Assignment:
Set out exactly, line by line, the stretch of data below that begins at the line containing "use facility_directory::leads::LeadForwarder;" and ends at the line containing "pub const ADMIN_KEY: &str", with both ends kept.

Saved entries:
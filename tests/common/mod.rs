//! Shared utilities for integration tests.

#![allow(dead_code)]

use std::sync::Arc;

use axum::body::{to_bytes, Body};
use axum::http::{Method, Request, StatusCode};
use axum::Router;
use serde_json::Value;
use tokio::io::{AsyncReadExt, AsyncWriteExt};
use tokio::net::TcpListener;
use tokio::sync::mpsc;
use tower::ServiceExt;

use facility_directory::leads::LeadForwarder;
use facility_directory::store::MemoryStore;
use facility_directory::{Directory, HttpServer, ServiceConfig};

pub const SEED_PATH: &str = concat!(env!("CARGO_MANIFEST_DIR"), "/fixtures/seed.json");
pub const ADMIN_KEY: &str = "test-admin-key";
pub const BASE_URL: &str = "https://example.org";

pub fn test_config() -> ServiceConfig {
    let mut config = ServiceConfig::default();
    config.database.seed_path = Some(SEED_PATH.to_string());
    config.site.base_url = BASE_URL.to_string();
    config.admin.enabled = true;
    config.admin.api_key = ADMIN_KEY.to_string();
    config
}

pub fn seeded_directory() -> Arc<dyn Directory> {
    Arc::new(MemoryStore::from_seed_file(std::path::Path::new(SEED_PATH)).unwrap())
}

/// Router over the seeded fixture with forwarding disabled.
pub fn app() -> Router {
    HttpServer::new(test_config(), seeded_directory()).router()
}

/// Router over `directory` with an explicit lead forwarder.
pub fn app_with_forwarder(directory: Arc<dyn Directory>, forwarder: Arc<LeadForwarder>) -> Router {
    HttpServer::with_forwarder(test_config(), directory, forwarder).router()
}

pub struct TestResponse {
    pub status: StatusCode,
    pub headers: axum::http::HeaderMap,
    pub body: String,
}

impl TestResponse {
    pub fn json(&self) -> Value {
        serde_json::from_str(&self.body).unwrap()
    }
}

pub async fn send(app: &Router, request: Request<Body>) -> TestResponse {
    let response = app.clone().oneshot(request).await.unwrap();
    let status = response.status();
    let headers = response.headers().clone();
    let bytes = to_bytes(response.into_body(), usize::MAX).await.unwrap();
    TestResponse {
        status,
        headers,
        body: String::from_utf8(bytes.to_vec()).unwrap(),
    }
}

pub async fn get(app: &Router, uri: &str) -> TestResponse {
    send(app, Request::get(uri).body(Body::empty()).unwrap()).await
}

pub async fn post_json(app: &Router, uri: &str, body: &str) -> TestResponse {
    let request = Request::builder()
        .method(Method::POST)
        .uri(uri)
        .header("content-type", "application/json")
        .body(Body::from(body.to_string()))
        .unwrap();
    send(app, request).await
}

/// Request captured by the mock sheet endpoint.
#[derive(Debug)]
pub struct CapturedRequest {
    pub head: String,
    pub body: String,
}

/// Start a raw-TCP HTTP endpoint that answers every request with `status`
/// and reports what it received.
pub async fn start_mock_sheet(status: u16) -> (String, mpsc::UnboundedReceiver<CapturedRequest>) {
    let listener = TcpListener::bind("127.0.0.1:0").await.unwrap();
    let addr = listener.local_addr().unwrap();
    let (tx, rx) = mpsc::unbounded_channel();

    tokio::spawn(async move {
        while let Ok((mut socket, _)) = listener.accept().await {
            let tx = tx.clone();
            tokio::spawn(async move {
                let Some(captured) = read_request(&mut socket).await else {
                    return;
                };
                let _ = tx.send(captured);

                let status_text = match status {
                    200 => "200 OK",
                    401 => "401 Unauthorized",
                    500 => "500 Internal Server Error",
                    503 => "503 Service Unavailable",
                    _ => "200 OK",
                };
                let body = "{}";
                let response = format!(
                    "HTTP/1.1 {}\r\nContent-Type: application/json\r\nContent-Length: {}\r\nConnection: close\r\n\r\n{}",
                    status_text,
                    body.len(),
                    body
                );
                let _ = socket.write_all(response.as_bytes()).await;
                let _ = socket.shutdown().await;
            });
        }
    });

    (format!("http://{addr}/append"), rx)
}

async fn read_request(socket: &mut tokio::net::TcpStream) -> Option<CapturedRequest> {
    let mut buf = Vec::new();
    let mut chunk = [0u8; 4096];

    let head_end = loop {
        let n = socket.read(&mut chunk).await.ok()?;
        if n == 0 {
            return None;
        }
        buf.extend_from_slice(&chunk[..n]);
        if let Some(pos) = buf.windows(4).position(|w| w == b"\r\n\r\n") {
            break pos + 4;
        }
    };

    let head = String::from_utf8_lossy(&buf[..head_end]).to_string();
    let content_length = head
        .lines()
        .find_map(|line| {
            let (name, value) = line.split_once(':')?;
            name.eq_ignore_ascii_case("content-length")
                .then(|| value.trim().parse::<usize>().ok())
                .flatten()
        })
        .unwrap_or(0);

    while buf.len() < head_end + content_length {
        let n = socket.read(&mut chunk).await.ok()?;
        if n == 0 {
            break;
        }
        buf.extend_from_slice(&chunk[..n]);
    }

    let body = String::from_utf8_lossy(&buf[head_end..]).to_string();
    Some(CapturedRequest { head, body })
}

Result for this task:
use facility_directory::leads::LeadForwarder;
use facility_directory::store::MemoryStore;
use facility_directory::{Directory, HttpServer, ServiceConfig};

pub const SEED_PATH: &str = concat!(env!("CARGO_MANIFEST_DIR"), "/fixtures/seed.json");
pub const ADMIN_KEY: &str = "test-admin-key";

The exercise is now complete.